O CORPO
Arnaldo Antunes (2000)
2000
Grupo Corpo
GC 005
Crítica
Cotação:
Há espaço para a vanguarda nessa era em que a música popular está sendo gerida pelo departamento de marketing estratégico das gravadoras? Arnaldo Antunes teve a coragem de pular fora em pleno auge do grupo de rock Titãs para correr o risco de encarar essa. Sua carreira solo não desaguou em grandes vendagens, mas escapou de muitos micos que os ex-colegas tiveram que pagar e ainda por cima atingiu cumes artísticos como o desta trilha para o balé do grupo mineiro Corpo. Com sua voz gutural naturalmente reverberada nos graves, ele abre o disco (e a trilha) brandindo alternadamente as palavras "pé" e "mão" até criar uma ambientação ritmica que acaba se cristalizando com a entrada de outras expressões como numa linha de montagem, cadenciada a seguir pela percussão.
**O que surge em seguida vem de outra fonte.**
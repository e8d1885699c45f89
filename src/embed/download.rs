// Model download helper for the sentence encoder.
//
// Fetches all-MiniLM-L6-v2 (~90 MB) from HuggingFace into a
// platform-appropriate data directory (~/.local/share/gist/models/ on
// Linux) so it persists across runs.

use std::path::{Path, PathBuf};

use anyhow::{Context, Result};
use indicatif::{ProgressBar, ProgressStyle};
use tracing::info;

/// HuggingFace repo for the sentence encoder.
const ENCODER_HF_URL: &str =
    "https://huggingface.co/sentence-transformers/all-MiniLM-L6-v2/resolve/main";

const ENCODER_MODEL_FILE: &str = "onnx/model.onnx";
const ENCODER_TOKENIZER_FILE: &str = "tokenizer.json";

/// Default directory for storing model files.
pub fn default_model_dir() -> PathBuf {
    dirs::data_dir()
        .unwrap_or_else(|| PathBuf::from("."))
        .join("gist")
        .join("models")
}

/// Subdirectory within `base` for the encoder model.
pub fn encoder_model_dir(base: &Path) -> PathBuf {
    base.join("all-MiniLM-L6-v2")
}

/// Check whether both encoder files exist.
pub fn encoder_files_present(base: &Path) -> bool {
    let dir = encoder_model_dir(base);
    dir.join("model.onnx").exists() && dir.join("tokenizer.json").exists()
}

/// Download the encoder model and tokenizer, skipping files already present.
pub async fn download_encoder(base: &Path) -> Result<()> {
    let dir = encoder_model_dir(base);
    std::fs::create_dir_all(&dir)
        .with_context(|| format!("Failed to create model directory: {}", dir.display()))?;

    println!("\nSentence encoder (all-MiniLM-L6-v2):");

    let tokenizer_path = dir.join("tokenizer.json");
    if tokenizer_path.exists() {
        info!("Encoder tokenizer already exists, skipping");
        println!("  tokenizer.json (already exists)");
    } else {
        println!("  Downloading tokenizer.json...");
        download_file(
            &format!("{ENCODER_HF_URL}/{ENCODER_TOKENIZER_FILE}"),
            &tokenizer_path,
            false,
        )
        .await?;
    }

    let model_path = dir.join("model.onnx");
    if model_path.exists() {
        info!("Encoder model already exists, skipping");
        println!("  model.onnx (already exists)");
    } else {
        println!("  Downloading model.onnx (~90 MB)...");
        download_file(
            &format!("{ENCODER_HF_URL}/{ENCODER_MODEL_FILE}"),
            &model_path,
            true,
        )
        .await?;
    }

    Ok(())
}

/// Download a single file from a URL to a local path.
/// If `show_progress` is true, display a progress bar.
async fn download_file(url: &str, dest: &Path, show_progress: bool) -> Result<()> {
    let client = reqwest::Client::new();
    let response = client
        .get(url)
        .send()
        .await
        .with_context(|| format!("Failed to download {}", url))?;

    if !response.status().is_success() {
        anyhow::bail!("Download failed with status {}: {}", response.status(), url);
    }

    let total_size = response.content_length();

    let pb = if show_progress {
        let pb = if let Some(size) = total_size {
            let pb = ProgressBar::new(size);
            pb.set_style(
                ProgressStyle::default_bar()
                    .template("    [{bar:40.cyan/blue}] {bytes}/{total_bytes} ({eta})")
                    .expect("valid template")
                    .progress_chars("=> "),
            );
            pb
        } else {
            let pb = ProgressBar::new_spinner();
            pb.set_style(
                ProgressStyle::default_spinner()
                    .template("    {spinner} {bytes}")
                    .expect("valid template"),
            );
            pb
        };
        Some(pb)
    } else {
        None
    };

    let bytes = response
        .bytes()
        .await
        .context("Failed to read response body")?;

    if let Some(ref pb) = pb {
        pb.set_position(bytes.len() as u64);
    }

    std::fs::write(dest, &bytes).with_context(|| format!("Failed to write {}", dest.display()))?;

    if let Some(pb) = pb {
        pb.finish_and_clear();
    }

    info!("Downloaded {} to {}", url, dest.display());
    Ok(())
}
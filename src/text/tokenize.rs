// Text normalization and tokenization.
//
// Replicates the tokenization used by the classic ROUGE scoring scripts so
// that novelty and length numbers stay comparable with published baselines:
// lowercase, collapse every non-alphanumeric run to a space, split, stem
// (optional), and keep only `[a-z0-9]+` fragments. The token alphabet is
// deliberately Latin-only — that is a stated limitation, not a bug.

use std::sync::LazyLock;

use regex_lite::Regex;

/// Matches any run of characters outside the token alphabet.
static NON_ALPHANUM_RE: LazyLock<Regex> =
    LazyLock::new(|| Regex::new(r"[^a-z0-9]+").expect("valid pattern"));

/// Matches runs of whitespace (split boundaries after normalization).
static SPACES_RE: LazyLock<Regex> = LazyLock::new(|| Regex::new(r"\s+").expect("valid pattern"));

/// A surviving fragment must be entirely alphanumeric.
static VALID_TOKEN_RE: LazyLock<Regex> =
    LazyLock::new(|| Regex::new(r"^[a-z0-9]+$").expect("valid pattern"));

/// Suffix-stripping capability injected into the tokenizer.
///
/// One method, so alternative algorithms (or a no-op) can be swapped in
/// without touching the normalization steps around it.
pub trait Stemmer: Send + Sync {
    fn stem(&self, word: &str) -> String;
}

/// Porter-family stemmer backed by the `rust-stemmers` English algorithm.
pub struct PorterStemmer {
    inner: rust_stemmers::Stemmer,
}

impl PorterStemmer {
    pub fn new() -> Self {
        Self {
            inner: rust_stemmers::Stemmer::create(rust_stemmers::Algorithm::English),
        }
    }
}

impl Default for PorterStemmer {
    fn default() -> Self {
        Self::new()
    }
}

impl Stemmer for PorterStemmer {
    fn stem(&self, word: &str) -> String {
        self.inner.stem(word).into_owned()
    }
}

/// Pass-through stemmer. Tokenizing with `Some(&NoopStemmer)` is equivalent
/// to tokenizing with `None`; useful for exercising the stemming code path
/// in tests without depending on the algorithm's output.
pub struct NoopStemmer;

impl Stemmer for NoopStemmer {
    fn stem(&self, word: &str) -> String {
        word.to_string()
    }
}

/// Tokenize a text blob into validated lowercase tokens.
///
/// Steps, in order:
/// 1. lowercase the input
/// 2. replace every non-alphanumeric run with a single space
/// 3. split on whitespace
/// 4. if a stemmer is given, stem fragments longer than 3 characters
/// 5. drop anything that doesn't fully match `[a-z0-9]+`
///
/// Order of the surviving tokens follows the source text left to right.
/// Empty input yields an empty vector.
pub fn tokenize(text: &str, stemmer: Option<&dyn Stemmer>) -> Vec<String> {
    let lowered = text.to_lowercase();
    let normalized = NON_ALPHANUM_RE.replace_all(&lowered, " ");

    SPACES_RE
        .split(&normalized)
        .map(|fragment| match stemmer {
            // Short fragments are left alone — stemming 3-character words
            // does more harm than good.
            Some(s) if fragment.len() > 3 => s.stem(fragment),
            _ => fragment.to_string(),
        })
        .filter(|fragment| VALID_TOKEN_RE.is_match(fragment))
        .collect()
}

/// Count tokens without keeping the sequence around.
pub fn token_count(text: &str) -> usize {
    tokenize(text, None).len()
}
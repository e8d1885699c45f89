use std::env;
use std::path::PathBuf;

use anyhow::Result;

/// Central configuration loaded from environment variables.
///
/// All secrets come from env vars (never hardcoded). The .env file
/// is loaded automatically at startup via dotenvy.
pub struct Config {
    /// API key for the judge endpoint (JUDGE_API_KEY).
    pub judge_api_key: String,
    /// Base URL of an OpenAI-compatible chat API (JUDGE_API_BASE,
    /// defaults to the OpenAI endpoint).
    pub judge_api_base: String,
    /// Model name sent to the judge endpoint (JUDGE_MODEL).
    pub judge_model: String,
    /// Directory containing the ONNX sentence-encoder files.
    pub model_dir: PathBuf,
}

pub const DEFAULT_JUDGE_API_BASE: &str = "https://api.openai.com/v1";
pub const DEFAULT_JUDGE_MODEL: &str = "gpt-4o-mini";

impl Config {
    /// Load configuration from environment variables.
    ///
    /// Only the judge API key has no default — everything else works
    /// out of the box.
    pub fn load() -> Result<Self> {
        let model_dir = env::var("GIST_MODEL_DIR")
            .map(PathBuf::from)
            .unwrap_or_else(|_| crate::embed::download::default_model_dir());

        Ok(Self {
            judge_api_key: env::var("JUDGE_API_KEY").unwrap_or_default(),
            judge_api_base: env::var("JUDGE_API_BASE")
                .unwrap_or_else(|_| DEFAULT_JUDGE_API_BASE.to_string()),
            judge_model: env::var("JUDGE_MODEL")
                .unwrap_or_else(|_| DEFAULT_JUDGE_MODEL.to_string()),
            model_dir,
        })
    }

    /// Check that the judge API key is configured.
    /// Call this before any operation that talks to the judge endpoint.
    pub fn require_judge(&self) -> Result<()> {
        if self.judge_api_key.is_empty() {
            anyhow::bail!(
                "JUDGE_API_KEY not set. Add it to your .env file.\n\
                 See .env.example for the required variables."
            );
        }
        Ok(())
    }

    /// Check that the encoder model files are on disk.
    /// Call this before any operation that needs the focus metric.
    pub fn require_encoder(&self) -> Result<()> {
        if !crate::embed::download::encoder_files_present(&self.model_dir) {
            anyhow::bail!(
                "Sentence-encoder model files not found in {}\n\
                 Run `gist download-model` to download them.",
                self.model_dir.display()
            );
        }
        Ok(())
    }
}
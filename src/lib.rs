// Gist: quality metrics for machine-generated summaries
//
// This is the library root. Each module corresponds to a major subsystem
// of the evaluation pipeline.

pub mod config;
pub mod corpus;
pub mod embed;
pub mod judge;
pub mod metrics;
pub mod output;
pub mod text;
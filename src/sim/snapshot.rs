//! Read-only view of one frame, for the renderer and HUD

use glam::Vec2;
use serde::Serialize;

use super::modifiers::Flash;
use super::state::{Attacker, CannonBall, Explosion, GamePhase, GameState};
use crate::config::GameConfig;

#[derive(Debug, Clone, Serialize)]
pub struct CannonView {
    pub pos: Vec2,
    pub length: f32,
    pub angle: f32,
    pub power: f32,
    pub max_power: f32,
    pub charging: bool,
}

/// Arena geometry the renderer needs
#[derive(Debug, Clone, Serialize)]
pub struct ArenaView {
    pub width: f32,
    pub height: f32,
    pub wall_width: f32,
    pub wall_height: f32,
}

#[derive(Debug, Clone, Serialize)]
pub struct Snapshot<'a> {
    /// Session time (ms)
    pub now: f64,
    pub phase: GamePhase,
    pub score: u64,
    pub elapsed_seconds: u64,
    pub arena: ArenaView,
    pub cannon: CannonView,
    pub cannonballs: &'a [CannonBall],
    pub attackers: &'a [Attacker],
    pub explosions: &'a [Explosion],
    pub active_power_ups: &'a [&'static str],
    pub power_up_flash: Option<&'a Flash>,
    pub special_event: Option<&'static str>,
    pub special_event_flash: Option<&'a Flash>,
    /// Time left on the special event announcement (ms, 0 when hidden)
    pub special_event_flash_remaining: f64,
}

impl<'a> Snapshot<'a> {
    pub fn capture(state: &'a GameState, config: &GameConfig) -> Self {
        let now = state.clock.now();
        let special_event_flash = state.modifiers.event_flash();
        Self {
            now,
            phase: state.phase,
            score: state.session.score,
            elapsed_seconds: state.session.elapsed_seconds,
            arena: ArenaView {
                width: config.arena_width,
                height: config.arena_height,
                wall_width: config.wall_width,
                wall_height: config.wall_height,
            },
            cannon: CannonView {
                pos: state.cannon.pos,
                length: state.cannon.length,
                angle: state.cannon.angle,
                power: state.cannon.power,
                max_power: config.max_power,
                charging: state.cannon.is_charging(),
            },
            cannonballs: &state.cannonballs,
            attackers: &state.attackers,
            explosions: &state.explosions,
            active_power_ups: state.modifiers.active_power_ups(),
            power_up_flash: state.modifiers.power_up_flash(),
            special_event: state.modifiers.active_event(),
            special_event_flash,
            special_event_flash_remaining: special_event_flash
                .map_or(0.0, |f| f.remaining(now)),
        }
    }
}
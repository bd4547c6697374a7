//! Session lifecycle
//!
//! A `Session` owns everything one game needs: the mutable config, the
//! simulation state and the pending input. Collaborators (score boards,
//! menus, analytics) hook in through `SessionObserver`.

use crate::config::GameConfig;
use crate::platform::{InputController, KeyEvent};
use crate::sim::{GameState, Snapshot, TickOutcome, tick};

pub use crate::sim::SessionResult;

/// Receives session lifecycle notifications
pub trait SessionObserver {
    fn on_session_start(&mut self) {}

    /// Whole seconds played changed
    fn on_elapsed_seconds(&mut self, _elapsed_seconds: u64) {}

    /// Called once per session, after the wall was reached
    fn on_session_end(&mut self, score: u64, elapsed_seconds: u64);
}

/// Observer that ignores everything
impl SessionObserver for () {
    fn on_session_end(&mut self, _score: u64, _elapsed_seconds: u64) {}
}

pub struct Session<O: SessionObserver> {
    /// Config every new session starts from
    base_config: GameConfig,
    /// Live config, mutated by power-ups, events and the spawn ramp
    config: GameConfig,
    state: GameState,
    input: InputController,
    observer: O,
    result: Option<SessionResult>,
}

impl<O: SessionObserver> Session<O> {
    /// Begin a session. The config is sanitized before use.
    pub fn start(config: GameConfig, seed: u64, observer: O) -> Self {
        let base_config = config.sanitized();
        let config = base_config.clone();
        let state = GameState::new(seed, &config);
        let mut session = Self {
            base_config,
            config,
            state,
            input: InputController::new(),
            observer,
            result: None,
        };
        log::info!("Session started (seed {})", seed);
        session.observer.on_session_start();
        session
    }

    /// Throw the current session away and start a fresh one from the base config
    pub fn restart(&mut self, seed: u64) {
        self.config = self.base_config.clone();
        self.state = GameState::new(seed, &self.config);
        self.input.reset();
        self.result = None;
        log::info!("Session restarted (seed {})", seed);
        self.observer.on_session_start();
    }

    /// Run exactly one frame
    pub fn step(&mut self) -> TickOutcome {
        if self.result.is_some() {
            return TickOutcome::default();
        }
        let input = self.input.take_frame();
        let outcome = tick(&mut self.state, &mut self.config, &input);
        self.notify(&outcome);
        outcome
    }

    /// Run the frames due after `real_dt_ms` of wall-clock time.
    ///
    /// Returns the number of frames run.
    pub fn advance(&mut self, real_dt_ms: f64) -> u32 {
        if self.result.is_some() {
            return 0;
        }
        let due = self.state.clock.accumulate(real_dt_ms);
        let mut ran = 0;
        for _ in 0..due {
            self.step();
            ran += 1;
            if self.result.is_some() {
                break;
            }
        }
        ran
    }

    fn notify(&mut self, outcome: &TickOutcome) {
        if let Some(elapsed) = outcome.elapsed_changed {
            self.observer.on_elapsed_seconds(elapsed);
        }
        if self.result.is_some() {
            return;
        }
        if let Some(result) = outcome.ended {
            self.result = Some(result);
            self.observer
                .on_session_end(result.score, result.elapsed_seconds);
        }
    }

    pub fn handle_key(&mut self, event: KeyEvent) {
        self.input.handle(event);
    }

    pub fn input_mut(&mut self) -> &mut InputController {
        &mut self.input
    }

    pub fn snapshot(&self) -> Snapshot<'_> {
        Snapshot::capture(&self.state, &self.config)
    }

    pub fn config(&self) -> &GameConfig {
        &self.config
    }

    pub fn base_config(&self) -> &GameConfig {
        &self.base_config
    }

    pub fn state(&self) -> &GameState {
        &self.state
    }

    /// Scripted setups (tests, demos)
    pub fn state_mut(&mut self) -> &mut GameState {
        &mut self.state
    }

    pub fn observer(&self) -> &O {
        &self.observer
    }

    pub fn is_running(&self) -> bool {
        self.result.is_none()
    }

    /// Final tally, once the session has ended
    pub fn result(&self) -> Option<SessionResult> {
        self.result
    }
}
Calcado no minimalismo, na economia de meios e na provocação das vozes nuas e samplers manipulados por Chico Neves num ofício de "corte e costura", O Corpo mostra que um esqueleto bem articulado pode falar mais que mil naipes orquestrais. Em progressão de sinfonia de ruídos dividida em oito faixas numeradas como Momentos, a trilha conta ainda com a voz e o vocalise graves da cantora Mônica Salmaso, eventuais suturas dos violões de Arnaldo, Alê Siqueira e do ex-Grupo Rumo Paulo Tatit (também no baixo), guitarra esgarçante de Edgard Ira! Scandurra, percussão de Guilherme Kastrup, teclados de Zaba Moreau e voz de Saadet Turkoz. A engenharia de vozes, instrumentos e ruídos atravessa diversos esboços de ritmos e gêneros sem se filiar a qualquer deles. O Momento VIII do final tem batucada de samba, mas o clima de superposição de palavras chicoteadas lembra o vanguardista desbravador Walter Franco de Cabeça, apoteose de vaias e fracasso de vendas em 1972, um marco de audácia que o futuro não esqueceu.